DU BOULOT

PAR ANDRE, ILLUSTRATION DE MANON BABA
LE 16 OCTOBRE 2017

Pour André, “le travail c’est la santé”. Mais il a voulu tout faire. Trop faire


Je m’appelle André. J’ai 43 ans. Je suis diplômé en commerce international, en information et communication, en anglais, en néerlandais et en espagnol.

Je m’étais fixé l’objectif d’être diplômé dans tout ce que j’entreprendrais. Bien que cet objectif ait été atteint, je n’ai jamais réellement trouvé ma place durant mes études.

Ce n’était pas faute d’avoir essayé ! Parallèlement je cumulais un emploi de nuit, une émission de radio hebdomadaire, que j’animais, un journal satirique étudiant, un spectacle… Cela représentait un gros investissement. Je dormais peu. Ma sœur m’a demandé un jour si je me droguais. Eh non, je ne me droguais pas. Rétrospectivement je me dis que c’était probablement ma première phase « up » : cette phase où un bipolaire ne ressent pas la fatigue, est capable de mener de front d’innombrables projets.
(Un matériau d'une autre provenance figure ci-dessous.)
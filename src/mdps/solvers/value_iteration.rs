use super::{expected_return, greedy_action};
use crate::mdps::{Mdp, MdpSolver};
use crate::{Continous, Discrete};
use std::rc::Rc;
use tracing::debug;

/// Value iteration: each sweep replaces a state's value with the best
/// expected one-step return over all actions, terminating on the same
/// sup-norm delta rule as iterative policy evaluation.
#[derive(Clone)]
pub struct ValueIteration {
    mdp: Rc<dyn Mdp>,
    v: Vec<Continous>,
}

impl ValueIteration {
    pub fn new(mdp: Rc<dyn Mdp>, initial_v: Continous) -> Self {
        let n_s = mdp.n_s();
        Self {
            mdp,
            v: vec![initial_v; n_s],
        }
    }

    pub fn values(&self) -> &[Continous] {
        &self.v
    }
}

impl MdpSolver<bool> for ValueIteration {
    fn v_star(&self, s: Discrete) -> Continous {
        self.v[s as usize]
    }

    fn q_star(&self, s: Discrete, a: Discrete) -> Option<Continous> {
        let transitions = self.mdp.transitions();
        transitions
            .contains_key(&(s, a))
            .then(|| expected_return(&transitions, s, a, &self.v, self.mdp.gamma()))
    }

    fn pi_star(&self, s: Discrete) -> Option<Discrete> {
        let transitions = self.mdp.transitions();
        (0..self.mdp.n_a() as Discrete)
            .any(|a| transitions.contains_key(&(s, a)))
            .then(|| greedy_action(&transitions, s, self.mdp.n_a(), &self.v, self.mdp.gamma()))
    }

    fn exec(&mut self, theta: Continous, num_iterations: Option<usize>) -> (bool, usize) {
        let transitions = self.mdp.transitions();
        let gamma = self.mdp.gamma();
        let cap = num_iterations.unwrap_or(usize::MAX);

        let mut count = 0;
        while count < cap {
            let mut delta: Continous = 0.;
            count += 1;
            for s in 0..self.mdp.n_s() {
                let next_v = (0..self.mdp.n_a() as Discrete)
                    .map(|a| expected_return(&transitions, s as Discrete, a, &self.v, gamma))
                    .fold(Continous::NEG_INFINITY, Continous::max);
                delta = delta.max((self.v[s] - next_v).abs());
                self.v[s] = next_v;
            }
            debug!(sweep = count, delta, "value iteration sweep");
            if delta < theta {
                return (true, count);
            }
        }
        (false, count)
    }
}
use crate::math::Gaussian;
use crate::Continous;
use rand::Rng;

/// The k-armed Gaussian testbed of Chapter 2: each arm's true mean is drawn
/// once from N(baseline, 1) and payouts are unit-variance around it.
#[derive(Debug, Clone)]
pub struct Testbed {
    arms: Vec<Gaussian>,
    optimal: Vec<usize>,
}

impl Testbed {
    pub fn new<R: Rng + ?Sized>(k: usize, baseline_mean: Continous, rng: &mut R) -> Self {
        assert!(k > 0, "Testbed needs at least one arm.");
        let prior = Gaussian::new(baseline_mean, 1.);
        let means = (0..k).map(|_| prior.sample(rng)).collect::<Vec<_>>();
        let best = means.iter().cloned().fold(Continous::NEG_INFINITY, Continous::max);
        let optimal = (0..k).filter(|&i| means[i] == best).collect();
        let arms = means.into_iter().map(|m| Gaussian::new(m, 1.)).collect();

        Self { arms, optimal }
    }

    pub fn k(&self) -> usize {
        self.arms.len()
    }

    pub fn pull<R: Rng + ?Sized>(&self, arm: usize, rng: &mut R) -> Continous {
        self.arms[arm].sample(rng)
    }

    pub fn true_mean(&self, arm: usize) -> Continous {
        self.arms[arm].mean
    }

    /// Arms whose true mean attains the maximum. Usually a singleton, but
    /// ties are preserved.
    pub fn optimal_arms(&self) -> &[usize] {
        &self.optimal
    }

    pub fn is_optimal(&self, arm: usize) -> bool {
        self.optimal.contains(&arm)
    }
}
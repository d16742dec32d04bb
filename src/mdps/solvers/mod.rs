pub mod mc_methods;
pub mod policy_evaluation;
pub mod policy_iteration;
pub mod td_methods;
pub mod value_iteration;

use super::{EpisodeEvent, EpisodeGenerator, Transitions};
use crate::{Continous, Discrete};
use rand::distributions::WeightedIndex;
use rand::prelude::*;
use std::rc::Rc;

/// Expected one-step return of `(s, a)` under the current value estimates.
/// Terminal outcomes do not bootstrap. Unlisted pairs contribute nothing.
pub(crate) fn expected_return(
    transitions: &Transitions,
    s: Discrete,
    a: Discrete,
    v: &[Continous],
    gamma: Continous,
) -> Continous {
    transitions
        .get(&(s, a))
        .map(|ts| {
            ts.iter()
                .map(|t| {
                    let bootstrap = if t.done { 0. } else { v[t.next_state as usize] };
                    t.probability * (t.reward + gamma * bootstrap)
                })
                .sum()
        })
        .unwrap_or(0.)
}

/// Largest-value action for `s`, first maximizer in enumeration order.
pub(crate) fn greedy_action(
    transitions: &Transitions,
    s: Discrete,
    n_a: usize,
    v: &[Continous],
    gamma: Continous,
) -> Discrete {
    let mut best_a = 0;
    let mut best = Continous::NEG_INFINITY;
    for a in 0..n_a as Discrete {
        let q = expected_return(transitions, s, a, v, gamma);
        if q > best {
            best = q;
            best_a = a;
        }
    }
    best_a
}

/// Generates episodes under the uniform-random policy by sampling the
/// transition table directly. `start` must be a non-terminal state with at
/// least one listed action.
pub struct EpisodeGeneratorForTransitions {
    pub transitions: Rc<Transitions>,
    pub start: Discrete,
    pub seed: u64,
}

impl EpisodeGenerator for EpisodeGeneratorForTransitions {
    fn generate(&self, n: usize) -> Vec<Vec<EpisodeEvent>> {
        let mut eps = vec![];

        let rng = &mut StdRng::seed_from_u64(self.seed);
        for _ in 0..n {
            let mut ep = vec![];
            let mut s = self.start;
            ep.push(EpisodeEvent {
                s,
                r: Default::default(),
            });
            loop {
                let kv = self
                    .transitions
                    .keys()
                    .filter(|&x| x.0 == s)
                    .choose(rng)
                    .unwrap();
                let ts = &self.transitions[kv];
                let dist = WeightedIndex::new(ts.iter().map(|item| item.probability)).unwrap();
                let next = &ts[dist.sample(rng)];
                ep.push(EpisodeEvent {
                    s: next.next_state,
                    r: next.reward,
                });
                if next.done {
                    break;
                }

                s = next.next_state;
            }
            eps.push(ep);
        }

        eps
    }
}

/// Which action set epsilon explores over. Both semantics occur in the
/// literature and they differ materially when ties are common, e.g. at
/// initialization when every Q estimate is equal.
#[derive(Debug, Clone, Copy, PartialEq, Eq, Default)]
pub enum Exploration {
    /// Explore uniformly over all actions, greedy ones included.
    #[default]
    ExploreAll,
    /// Explore uniformly over the strictly non-maximizing actions.
    ExploreNonGreedy,
}

/// Epsilon-greedy selection over a row of Q values. Greedy ties are broken
/// uniformly at random.
pub fn epsilon_greedy<R: Rng + ?Sized>(
    q_row: &[Continous],
    epsilon: Continous,
    exploration: Exploration,
    rng: &mut R,
) -> usize {
    let maximizers = argmax_set(q_row);

    if rng.gen::<Continous>() < epsilon {
        match exploration {
            Exploration::ExploreAll => return rng.gen_range(0..q_row.len()),
            Exploration::ExploreNonGreedy => {
                let others = (0..q_row.len())
                    .filter(|i| !maximizers.contains(i))
                    .collect::<Vec<_>>();
                if !others.is_empty() {
                    return *others.choose(rng).unwrap();
                }
            }
        }
    }

    *maximizers.choose(rng).unwrap()
}

/// Indices of all maximizing entries.
pub(crate) fn argmax_set(values: &[Continous]) -> Vec<usize> {
    let max = values.iter().cloned().fold(Continous::NEG_INFINITY, Continous::max);
    (0..values.len()).filter(|&i| values[i] == max).collect()
}

#[cfg(test)]
mod tests {
    use super::*;

    #[test]
    fn argmax_set_supports_ties() {
        assert_eq!(argmax_set(&[1., 3., 3., 0.]), vec![1, 2]);
        assert_eq!(argmax_set(&[-1., -2.]), vec![0]);
    }

    #[test]
    fn explore_all_can_pick_greedy_action() {
        let rng = &mut StdRng::seed_from_u64(3);
        let q = [1., 0., 0., 0.];

        // with epsilon 1 every action stays reachable, including index 0
        let mut seen = [false; 4];
        for _ in 0..200 {
            seen[epsilon_greedy(&q, 1.0, Exploration::ExploreAll, rng)] = true;
        }
        assert!(seen.iter().all(|&s| s));
    }

    #[test]
    fn explore_non_greedy_never_picks_greedy_action() {
        let rng = &mut StdRng::seed_from_u64(3);
        let q = [1., 0., 0., 0.];

        for _ in 0..200 {
            assert_ne!(epsilon_greedy(&q, 1.0, Exploration::ExploreNonGreedy, rng), 0);
        }
    }

    #[test]
    fn zero_epsilon_is_greedy() {
        let rng = &mut StdRng::seed_from_u64(3);
        let q = [0., 2., 1.];
        for _ in 0..50 {
            assert_eq!(epsilon_greedy(&q, 0.0, Exploration::ExploreAll, rng), 1);
        }
    }
}
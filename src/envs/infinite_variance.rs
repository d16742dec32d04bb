use crate::mdps::solvers::mc_methods::ImportanceSampling;
use crate::Continous;
use rand::Rng;

/// The one-state MDP of Section 5.5: `Left` terminates with reward 1 with
/// probability 0.1 and otherwise loops back, `Right` terminates with
/// reward 0.
#[derive(Debug, Clone, Copy, PartialEq, Eq)]
pub enum IvAction {
    Left,
    Right,
}

/// Runs one episode under the behavior policy (each action with
/// probability 0.5) and returns the action sequence with the episode
/// return.
pub fn behavior_episode<R: Rng + ?Sized>(rng: &mut R) -> (Vec<IvAction>, Continous) {
    let mut actions = vec![];
    loop {
        if rng.gen::<bool>() {
            actions.push(IvAction::Right);
            return (actions, 0.);
        }
        actions.push(IvAction::Left);
        if rng.gen::<Continous>() < 0.1 {
            return (actions, 1.);
        }
    }
}

/// Importance-sampling ratio for the target policy that always picks
/// `Left`. Any `Right` zeroes the ratio; otherwise rho doubles per step.
pub fn rho(actions: &[IvAction]) -> Continous {
    if actions.contains(&IvAction::Right) {
        0.
    } else {
        2.0f64.powi(actions.len() as i32)
    }
}

/// The ordinary importance-sampling estimate after each of `n_episodes`
/// behavior episodes. The estimator's variance is unbounded, so the
/// series spikes instead of settling.
pub fn ordinary_is_series<R: Rng + ?Sized>(n_episodes: usize, rng: &mut R) -> Vec<Continous> {
    let mut is = ImportanceSampling::new();
    let mut series = Vec::with_capacity(n_episodes);
    for _ in 0..n_episodes {
        let (actions, g) = behavior_episode(rng);
        is.push(rho(&actions), g);
        series.push(is.ordinary());
    }
    series
}
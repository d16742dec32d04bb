use crate::Continous;
use rand::Rng;

/// Poisson sampler via the inverse transform method.
/// Ref: http://www.columbia.edu/~ks20/4404-Sigman/4404-Notes-ITM.pdf
#[derive(Debug, Clone, Copy)]
pub struct Poisson {
    pub lambda: Continous,
}

impl Poisson {
    pub fn new(mean: Continous) -> Self {
        assert!(mean > 0., "Poisson mean must be positive.");
        Self { lambda: mean }
    }

    pub fn sample<R: Rng + ?Sized>(&self, rng: &mut R) -> usize {
        let threshold = (-self.lambda).exp();
        let mut x = 0;
        let mut p: Continous = rng.gen();
        while p >= threshold {
            p *= rng.gen::<Continous>();
            x += 1;
        }
        x
    }

    /// pmf computed with a running product, so repeated calls inside DP
    /// sweeps never touch a factorial.
    pub fn prob(&self, n: usize) -> Continous {
        let mut p = (-self.lambda).exp();
        for i in 1..=n {
            p *= self.lambda / i as Continous;
        }
        p
    }

    /// pmf table for draws `0..cap`, for callers that enumerate outcomes.
    pub fn prob_table(&self, cap: usize) -> Vec<Continous> {
        (0..cap).map(|n| self.prob(n)).collect()
    }
}

#[cfg(test)]
mod tests {
    use super::*;
    use float_eq::*;
    use rand::prelude::*;
    use rstest::rstest;

    #[rstest]
    #[case(1.0)]
    #[case(3.0)]
    #[case(4.0)]
    fn sample_mean_tracks_lambda(#[case] lambda: Continous) {
        let d = Poisson::new(lambda);
        let rng = &mut StdRng::seed_from_u64(11);

        let n = 100_000;
        let mean = (0..n).map(|_| d.sample(rng)).sum::<usize>() as Continous / n as Continous;
        assert_float_eq!(mean, lambda, abs <= 3e-2);
    }

    #[test]
    fn pmf_matches_closed_form() {
        let d = Poisson::new(3.0);
        // e^-3 * 3^4 / 4!
        assert_float_eq!(d.prob(4), 0.16803135574154085, abs <= 1e-12);
        assert_float_eq!(d.prob(0), (-3.0f64).exp(), abs <= 1e-12);
    }

    #[test]
    fn pmf_table_nearly_sums_to_one() {
        let d = Poisson::new(4.0);
        let total = d.prob_table(15).iter().sum::<Continous>();
        assert_float_eq!(total, 1.0, abs <= 1e-4);
    }
}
Mais à cette époque je n’étais pas diagnostiqué.

La première bouffée délirante, je m’en rappelle bien : je suis allé acheter du pain pour les pauvres de Paris que j’avais décidé de nourrir. J’étais désinhibé, je parlais à tout le monde dans la rue. Je multipliais les jeux de mots sans arrêt et je faisais aussi un lien entre mille choses qui n’avaient rien à voir.

On aurait pu facilement abuser de ma bonhomie en me faisant retirer de l’argent. Ca a failli arriver d’ailleurs, lorsque j’ai cru reconnaître dans la rue un ancien professeur de français que j’estimais beaucoup. Je lui avais proposé de retirer de l’argent pour lui. Heureusement je me suis repris à temps. Un éclair de lucidité.

Tout cela se passait durant le week-end. Mes proches me trouvaient un peu étrange mais n’imaginaient pas ce qui se passait. Le lundi je me suis rendu au travail. Je bossais alors dans une des nombreuses startups de l’époque. Je suis allé dans le bureau du PDG pour insérer une disquette dans l’ordinateur qui permettrait de régler tous les problèmes de l’entreprise.

J’étais surinvesti. J’avais pris trop à cœur les problèmes d’organisation, comme s’il m’incombait de les résoudre. Faute de trouver ma place, je tentais d’en occuper une qui n’était pas la mienne. L’entreprise a appelé les pompiers qui m’ont emmené, je suis resté une semaine ou deux en hôpital psychiatrique.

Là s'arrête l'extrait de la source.